The 1970 Lafayette Leopards football team was an American football team that represented Lafayette College as an independent during the 1970 NCAA College Division football season. In their fourth and final year under head coach Harry Gamble, the Leopards compiled a 6–5 record.
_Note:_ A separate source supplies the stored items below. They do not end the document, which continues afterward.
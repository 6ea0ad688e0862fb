use std::fs;
use std::path::PathBuf;

use serde::{Deserialize, Serialize};

#[derive(Debug, Clone, PartialEq, Eq, Serialize, Deserialize)]
pub struct Favorite {
    pub board: String,
    pub no: u64,
    pub subject: String,
}

/// Bookmarked threads, mirrored to a JSON file under the config dir.
/// A missing or unreadable file just means no favorites yet.
#[derive(Debug, Default)]
pub struct Favorites {
    entries: Vec<Favorite>,
    path: Option<PathBuf>,
}

fn default_path() -> Option<PathBuf> {
    dirs::home_dir().map(|home| home.join(".config/rchan/favorites.json"))
}

impl Favorites {
    pub fn load() -> Self {
        Self::load_from(default_path())
    }

    pub fn load_from(path: Option<PathBuf>) -> Self {
        let entries = path
            .as_deref()
            .and_then(|p| fs::read_to_string(p).ok())
            .and_then(|s| serde_json::from_str(&s).ok())
            .unwrap_or_default();
        Self { entries, path }
    }

    fn save(&self) {
        let Some(path) = &self.path else { return };
        if let Some(parent) = path.parent() {
            let _ = fs::create_dir_all(parent);
        }
        if let Ok(json) = serde_json::to_string_pretty(&self.entries) {
            let _ = fs::write(path, json);
        }
    }

    pub fn contains(&self, board: &str, no: u64) -> bool {
        self.entries.iter().any(|f| f.board == board && f.no == no)
    }

    /// Adds the thread, or removes it if already present. Returns true
    /// when the thread is a favorite afterwards.
    pub fn toggle(&mut self, fav: Favorite) -> bool {
        if let Some(pos) = self
            .entries
            .iter()
            .position(|f| f.board == fav.board && f.no == fav.no)
        {
            self.entries.remove(pos);
            self.save();
            false
        } else {
            self.entries.push(fav);
            self.save();
            true
        }
    }

    pub fn remove_at(&mut self, index: usize) {
        if index < self.entries.len() {
            self.entries.remove(index);
            self.save();
        }
    }

    pub fn entries(&self) -> &[Favorite] {
        &self.entries
    }
}

#[cfg(test)]
mod tests {
    use super::*;

    fn temp_file(name: &str) -> PathBuf {
        std::env::temp_dir().join(format!("rchan-test-{}-{name}.json", std::process::id()))
    }

    fn fav(board: &str, no: u64) -> Favorite {
        Favorite { board: board.into(), no, subject: format!("thread {no}") }
    }

    #[test]
    fn missing_file_means_empty() {
        let favs = Favorites::load_from(Some(temp_file("missing")));
        assert!(favs.entries().is_empty());
    }

    #[test]
    fn corrupt_file_means_empty() {
        let path = temp_file("corrupt");
        fs::write(&path, "not json at all").unwrap();
        let favs = Favorites::load_from(Some(path.clone()));
        assert!(favs.entries().is_empty());
        let _ = fs::remove_file(path);
    }

    #[test]
    fn toggle_round_trips_through_disk() {
        let path = temp_file("roundtrip");
        let _ = fs::remove_file(&path);

        let mut favs = Favorites::load_from(Some(path.clone()));
        assert!(favs.toggle(fav("g", 100)));
        assert!(favs.toggle(fav("a", 200)));
        assert!(favs.contains("g", 100));

        let reloaded = Favorites::load_from(Some(path.clone()));
        assert_eq!(reloaded.entries(), favs.entries());

        let mut favs = reloaded;
        assert!(!favs.toggle(fav("g", 100)), "second toggle removes");
        assert!(!favs.contains("g", 100));
        assert!(favs.contains("a", 200));

        let _ = fs::remove_file(path);
    }
}
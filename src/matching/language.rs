use std::collections::HashMap;

use tracing::warn;

use crate::corrections::cefr::{cefr_rank, split_language_level};
use crate::{StructuredJob, UserMatchProfile};

/// Check CEFR-leveled language requirements against the profile.
///
/// Returns one `"Missing language: <requirement>"` entry per unsatisfied
/// requirement; an empty list when everything is covered or the job requires
/// no languages.
pub fn check_language_gate(job: &StructuredJob, user: &UserMatchProfile) -> Vec<String> {
    if job.languages_required.is_empty() {
        return Vec::new();
    }

    let user_levels = best_levels(&user.languages);

    job.languages_required
        .iter()
        .filter(|requirement| !requirement_satisfied(requirement, &user_levels))
        .map(|requirement| format!("Missing language: {}", requirement.trim()))
        .collect()
}

fn requirement_satisfied(requirement: &str, user_levels: &HashMap<String, u8>) -> bool {
    let (language, level_token) = split_language_level(requirement);
    if language.is_empty() {
        return true;
    }

    let Some(required_rank) = cefr_rank(&level_token) else {
        // Level token outside the scale: the requirement cannot be ranked, so
        // it passes rather than hard-failing candidates over dirty job data.
        warn!(
            requirement,
            level = level_token.as_str(),
            "unrecognized language level; treating requirement as satisfied"
        );
        return true;
    };

    user_levels
        .get(&language)
        .is_some_and(|&rank| rank >= required_rank)
}

/// Highest recorded level per language on the profile side.
fn best_levels(languages: &[String]) -> HashMap<String, u8> {
    let mut best: HashMap<String, u8> = HashMap::new();
    for raw in languages {
        let (language, token) = split_language_level(raw);
        if language.is_empty() {
            continue;
        }
        let Some(rank) = cefr_rank(&token) else { continue };
        best.entry(language)
            .and_modify(|current| *current = (*current).max(rank))
            .or_insert(rank);
    }
    best
}
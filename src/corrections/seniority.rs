use crate::Seniority;

/// Interpret an explicit seniority field.
///
/// Accepts the canonical labels plus the loose spellings upstream boards use
/// ("Entry Level", "Mid-level", "Principal Engineer"). Unrecognized input is
/// `None`, never an error.
pub fn correct_seniority(input: &str) -> Option<Seniority> {
    let trimmed = input.trim();
    if trimmed.is_empty() {
        return None;
    }

    if let Ok(level) = trimmed.parse() {
        return Some(level);
    }

    seniority_from_title(trimmed)
}

/// Infer seniority from a job title.
///
/// Case-insensitive substring rules, first match wins:
/// intern → junior/entry → mid/middle/intermediate → senior → lead/principal/staff.
pub fn seniority_from_title(title: &str) -> Option<Seniority> {
    let lower = title.to_lowercase();

    if lower.contains("intern") {
        return Some(Seniority::Intern);
    }
    if lower.contains("junior") || lower.contains("entry") {
        return Some(Seniority::Junior);
    }
    if lower.contains("mid") || lower.contains("middle") || lower.contains("intermediate") {
        return Some(Seniority::Mid);
    }
    if lower.contains("senior") {
        return Some(Seniority::Senior);
    }
    if lower.contains("lead") || lower.contains("principal") || lower.contains("staff") {
        return Some(Seniority::Lead);
    }

    None
}
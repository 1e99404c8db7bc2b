use std::collections::{HashMap, HashSet};

use serde_json::{json, Map};

use crate::matching::weights::to_percent;
use crate::matching::MatchBucket;
use crate::{StructuredJob, UserMatchProfile};

/// Years in an industry worth full boost credit.
const BOOST_FULL_YEARS: f64 = 5.0;
/// Cap on the coverage boost from years-in-industry.
const BOOST_CAP: f64 = 0.2;

#[derive(Debug, Clone, PartialEq)]
pub struct IndustryMatchOutcome {
    pub bucket: MatchBucket,
    /// Job tags (original spelling) found in the user's industry set.
    pub matched_tags: Vec<String>,
}

/// Score industry-tag overlap, boosted by recorded years in the job's
/// industries. Tags compare case-insensitively; reasons keep the job's
/// original spellings.
pub fn compute_industry_match(job: &StructuredJob, user: &UserMatchProfile) -> IndustryMatchOutcome {
    if job.industry_tags.is_empty() {
        return IndustryMatchOutcome {
            bucket: MatchBucket {
                percent: None,
                reasons: vec!["Industry not specified for this job.".to_string()],
                details: Map::from_iter([("job_tags".to_string(), json!([]))]),
            },
            matched_tags: Vec::new(),
        };
    }

    let user_tags: HashSet<String> = user
        .industry_tags
        .iter()
        .map(|tag| tag_key(tag))
        .filter(|tag| !tag.is_empty())
        .collect();

    let mut years_by_tag: HashMap<String, f64> = HashMap::new();
    for (tag, years) in &user.years_experience_by_industry {
        let key = tag_key(tag);
        let entry = years_by_tag.entry(key).or_insert(0.0);
        *entry = entry.max(*years);
    }

    let matched_tags: Vec<String> = job
        .industry_tags
        .iter()
        .filter(|tag| user_tags.contains(&tag_key(tag)))
        .cloned()
        .collect();

    let base_coverage = matched_tags.len() as f64 / job.industry_tags.len() as f64;

    let mut boost = 0.0_f64;
    for tag in &job.industry_tags {
        if let Some(&years) = years_by_tag.get(&tag_key(tag)) {
            if years > 0.0 {
                boost = (boost + years / BOOST_FULL_YEARS * BOOST_CAP).min(BOOST_CAP);
            }
        }
    }

    let coverage = (base_coverage + boost).clamp(0.0, 1.0);

    let mut reasons = Vec::new();
    reasons.push(format!(
        "Job industries: {}",
        job.industry_tags
            .iter()
            .take(5)
            .map(String::as_str)
            .collect::<Vec<_>>()
            .join(", ")
    ));
    if matched_tags.is_empty() {
        reasons.push("No overlapping industry experience.".to_string());
    } else {
        let annotated: Vec<String> = matched_tags
            .iter()
            .map(|tag| {
                match years_by_tag.get(&tag_key(tag)) {
                    Some(&years) if years > 0.0 => format!("{tag} ({years} yrs)"),
                    _ => tag.clone(),
                }
            })
            .collect();
        reasons.push(format!("Matching industries: {}", annotated.join(", ")));
    }

    let mut details = Map::new();
    details.insert("job_tags".into(), json!(job.industry_tags));
    details.insert("matched_tags".into(), json!(matched_tags));
    details.insert("base_coverage".into(), json!(base_coverage));
    details.insert("years_boost".into(), json!(boost));

    IndustryMatchOutcome {
        bucket: MatchBucket {
            percent: Some(to_percent(coverage)),
            reasons,
            details,
        },
        matched_tags,
    }
}

fn tag_key(tag: &str) -> String {
    tag.trim().to_lowercase()
}
/// Dimension weights for the overall score. Dimensions a job does not
/// specify are excluded and the remaining weights renormalize.
pub const OVERALL_WEIGHTS: DimensionWeights = DimensionWeights {
    skills: 0.5,
    exp_level: 0.3,
    industry: 0.2,
};

/// Skill-category weights inside the skill dimension.
pub const SKILL_CATEGORY_WEIGHTS: SkillCategoryWeights = SkillCategoryWeights {
    required: 0.7,
    preferred: 0.2,
    stack: 0.1,
};

/// Component weights inside the experience dimension.
pub const EXP_COMPONENT_WEIGHTS: ExpComponentWeights = ExpComponentWeights {
    seniority: 0.6,
    years: 0.4,
};

/// Flat multiplier applied to the overall score when any required language
/// is missing.
pub const LANGUAGE_GATE_PENALTY: f64 = 0.75;

#[derive(Debug, Clone, Copy)]
pub struct DimensionWeights {
    pub skills: f64,
    pub exp_level: f64,
    pub industry: f64,
}

impl DimensionWeights {
    pub fn sum(&self) -> f64 {
        self.skills + self.exp_level + self.industry
    }
}

#[derive(Debug, Clone, Copy)]
pub struct SkillCategoryWeights {
    pub required: f64,
    pub preferred: f64,
    pub stack: f64,
}

impl SkillCategoryWeights {
    pub fn sum(&self) -> f64 {
        self.required + self.preferred + self.stack
    }
}

#[derive(Debug, Clone, Copy)]
pub struct ExpComponentWeights {
    pub seniority: f64,
    pub years: f64,
}

impl ExpComponentWeights {
    pub fn sum(&self) -> f64 {
        self.seniority + self.years
    }
}

/// Weighted average over optional values, renormalizing over the pairs that
/// are present. `None` when no value is present; a `None` input never counts
/// as zero.
pub fn weighted_average(parts: &[(f64, Option<f64>)]) -> Option<f64> {
    let mut total_weight = 0.0;
    let mut acc = 0.0;

    for (weight, value) in parts {
        if let Some(value) = value {
            acc += weight * value;
            total_weight += weight;
        }
    }

    if total_weight > 0.0 {
        Some(acc / total_weight)
    } else {
        None
    }
}

/// Round a [0, 1] fraction to an integer percent, clamping first.
pub(crate) fn to_percent(fraction: f64) -> u8 {
    (fraction.clamp(0.0, 1.0) * 100.0).round() as u8
}

#[cfg(test)]
mod tests {
    use super::*;

    #[test]
    fn weight_tables_sum_to_one() {
        assert!((OVERALL_WEIGHTS.sum() - 1.0).abs() < 1e-9);
        assert!((SKILL_CATEGORY_WEIGHTS.sum() - 1.0).abs() < 1e-9);
        assert!((EXP_COMPONENT_WEIGHTS.sum() - 1.0).abs() < 1e-9);
    }

    #[test]
    fn averages_present_pairs_only() {
        let avg = weighted_average(&[(0.7, Some(1.0)), (0.2, None), (0.1, Some(0.0))]);
        // 0.7 / 0.8 after renormalization.
        assert!((avg.unwrap() - 0.875).abs() < 1e-9);
    }

    #[test]
    fn single_present_pair_takes_full_weight() {
        let avg = weighted_average(&[(0.7, None), (0.2, Some(0.5)), (0.1, None)]);
        assert!((avg.unwrap() - 0.5).abs() < 1e-9);
    }

    #[test]
    fn no_present_pairs_yield_none() {
        assert_eq!(weighted_average(&[(0.5, None), (0.5, None)]), None);
        assert_eq!(weighted_average(&[]), None);
    }

    #[test]
    fn percent_rounds_and_clamps() {
        assert_eq!(to_percent(0.0), 0);
        assert_eq!(to_percent(0.505), 51);
        assert_eq!(to_percent(1.0), 100);
        assert_eq!(to_percent(1.7), 100);
        assert_eq!(to_percent(-0.3), 0);
    }
}
use std::collections::HashMap;

use serde::{Deserialize, Serialize};

use crate::skill_normalizer::normalize_skills_vec;
use crate::{Seniority, UserMatchProfile};

/// Caller-supplied overrides for a profile under construction.
///
/// Every field is optional; omitted fields keep the documented defaults
/// (empty lists, unknown seniority, no recorded years).
#[derive(Debug, Clone, Default, PartialEq, Serialize, Deserialize)]
#[serde(rename_all = "snake_case")]
pub struct ProfilePatch {
    pub user_skills: Option<Vec<String>>,
    pub tech_stack_experience: Option<Vec<String>>,
    pub seniority: Option<Seniority>,
    pub years_experience_total: Option<f64>,
    pub years_experience_by_industry: Option<HashMap<String, f64>>,
    pub industry_tags: Option<Vec<String>>,
    pub languages: Option<Vec<String>>,
    pub role_interests: Option<Vec<String>>,
}

/// Build a profile from the documented defaults plus the given overrides.
pub fn default_profile(patch: ProfilePatch) -> UserMatchProfile {
    apply_patch(UserMatchProfile::default(), patch)
}

/// Build a profile from skill-test results.
///
/// The passed skill names are normalized into both `user_skills` and
/// `tech_stack_experience`; everything else starts from the defaults before
/// the patch overlay.
pub fn profile_from_skill_test(skills: &[String], patch: ProfilePatch) -> UserMatchProfile {
    let normalized = normalize_skills_vec(skills);
    let base = UserMatchProfile {
        user_skills: normalized.clone(),
        tech_stack_experience: normalized,
        ..UserMatchProfile::default()
    };
    apply_patch(base, patch)
}

fn apply_patch(mut profile: UserMatchProfile, patch: ProfilePatch) -> UserMatchProfile {
    if let Some(skills) = patch.user_skills {
        profile.user_skills = skills;
    }
    if let Some(stack) = patch.tech_stack_experience {
        profile.tech_stack_experience = stack;
    }
    if let Some(seniority) = patch.seniority {
        profile.seniority = Some(seniority);
    }
    if let Some(years) = patch.years_experience_total {
        profile.years_experience_total = Some(years);
    }
    if let Some(by_industry) = patch.years_experience_by_industry {
        profile.years_experience_by_industry = by_industry;
    }
    if let Some(tags) = patch.industry_tags {
        profile.industry_tags = tags;
    }
    if let Some(languages) = patch.languages {
        profile.languages = languages;
    }
    if let Some(interests) = patch.role_interests {
        profile.role_interests = interests;
    }
    profile
}
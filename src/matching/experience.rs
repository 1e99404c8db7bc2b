use serde_json::{json, Map};

use crate::matching::weights::{to_percent, weighted_average, EXP_COMPONENT_WEIGHTS};
use crate::matching::MatchBucket;
use crate::{StructuredJob, UserMatchProfile};

/// Score the seniority-distance and years-of-experience fit.
///
/// The seniority component only exists when the job states a level; the years
/// component only when both sides state years. Whatever exists combines at
/// 0.6/0.4, renormalized; neither existing scores `None`.
pub fn compute_exp_level_match(job: &StructuredJob, user: &UserMatchProfile) -> MatchBucket {
    let seniority_component = job.seniority.map(|job_level| match user.seniority {
        // Unknown candidate seniority earns half credit rather than a miss;
        // a deliberate calibration, not an oversight.
        None => 0.5,
        Some(user_level) => match user_level.rank() - job_level.rank() {
            0 => 1.0,
            1 => 0.85,
            diff if diff >= 2 => 0.75,
            -1 => 0.55,
            _ => 0.25,
        },
    });

    let years_component = match (job.min_years_experience, user.years_experience_total) {
        (Some(min_years), Some(user_years)) => {
            let min_years = min_years as f64;
            Some(if user_years >= min_years {
                1.0
            } else {
                (user_years / min_years).clamp(0.0, 1.0)
            })
        }
        _ => None,
    };

    let percent = weighted_average(&[
        (EXP_COMPONENT_WEIGHTS.seniority, seniority_component),
        (EXP_COMPONENT_WEIGHTS.years, years_component),
    ])
    .map(to_percent);

    let mut reasons = Vec::new();
    if let Some(level) = job.seniority {
        reasons.push(format!("Job seniority: {}", level.as_ref()));
    }
    if let Some(min_years) = job.min_years_experience {
        reasons.push(format!("Job asks for at least {min_years} years of experience"));
    }
    if let Some(level) = user.seniority {
        reasons.push(format!("Your seniority: {}", level.as_ref()));
    }
    if let Some(years) = user.years_experience_total {
        reasons.push(format!("Your experience: {years} years"));
    }
    if reasons.is_empty() {
        reasons.push("Experience level not specified for this job.".to_string());
    }

    let mut details = Map::new();
    details.insert(
        "job_seniority".into(),
        json!(job.seniority.map(|s| s.as_ref().to_string())),
    );
    details.insert(
        "user_seniority".into(),
        json!(user.seniority.map(|s| s.as_ref().to_string())),
    );
    details.insert("job_min_years".into(), json!(job.min_years_experience));
    details.insert("user_years".into(), json!(user.years_experience_total));
    details.insert("seniority_component".into(), json!(seniority_component));
    details.insert("years_component".into(), json!(years_component));

    MatchBucket {
        percent,
        reasons,
        details,
    }
}
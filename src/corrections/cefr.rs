use serde::{Deserialize, Serialize};
use strum::AsRefStr;

/// CEFR proficiency scale, with "native" as a synthetic top level above C2.
#[derive(
    Debug, Clone, Copy, PartialEq, Eq, PartialOrd, Ord, Serialize, Deserialize, AsRefStr,
)]
#[serde(rename_all = "lowercase")]
#[strum(serialize_all = "lowercase")]
pub enum CefrLevel {
    A1,
    A2,
    B1,
    B2,
    C1,
    C2,
    Native,
}

#[derive(Debug, thiserror::Error, PartialEq)]
#[error("unrecognized language level token: {0}")]
pub struct ParseCefrError(pub String);

impl std::str::FromStr for CefrLevel {
    type Err = ParseCefrError;

    fn from_str(s: &str) -> Result<Self, Self::Err> {
        match s.trim().to_lowercase().as_str() {
            "a1" => Ok(CefrLevel::A1),
            "a2" => Ok(CefrLevel::A2),
            "b1" => Ok(CefrLevel::B1),
            "b2" => Ok(CefrLevel::B2),
            "c1" => Ok(CefrLevel::C1),
            "c2" => Ok(CefrLevel::C2),
            "native" => Ok(CefrLevel::Native),
            other => Err(ParseCefrError(other.to_string())),
        }
    }
}

/// Ordinal rank of a level token; `None` for tokens outside the scale.
pub fn cefr_rank(token: &str) -> Option<u8> {
    token.parse::<CefrLevel>().ok().map(|level| level as u8)
}

/// Split a `"<language> <level>"` string.
///
/// The trailing token is taken as the level when it is level-shaped (a letter
/// a-c plus a digit, or "native"), so multi-word languages like
/// "Mandarin Chinese" stay intact. A level-shaped token outside the actual
/// scale (e.g. "c9") is returned as-is and will fail ranking downstream.
/// Without a level token the level defaults to native. The language comes
/// back lowercased and trimmed.
pub fn split_language_level(raw: &str) -> (String, String) {
    let cleaned = raw.trim().to_lowercase();

    if let Some((language, token)) = cleaned.rsplit_once(char::is_whitespace) {
        if looks_like_level(token) {
            return (language.trim().to_string(), token.to_string());
        }
    }

    (cleaned, "native".to_string())
}

fn looks_like_level(token: &str) -> bool {
    if token.eq_ignore_ascii_case("native") {
        return true;
    }
    let mut chars = token.chars();
    matches!(
        (chars.next(), chars.next(), chars.next()),
        (Some('a'..='c'), Some('0'..='9'), None)
    )
}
Richard McKay was the team captain.

Following the decision by the Middle Atlantic Conference to end football competition in its University Division, the Leopards competed as a football independent in 1970, though five of the former league rivals (Bucknell, Delaware, Gettysburg, Lafayette and Lehigh) continued to play an informal round-robin called the "Middle Five". The three-way rivalry with Lehigh and Rutgers remained on Lafayette's football schedule, but press reports in 1970 make no mention of a Middle Three Conference champion.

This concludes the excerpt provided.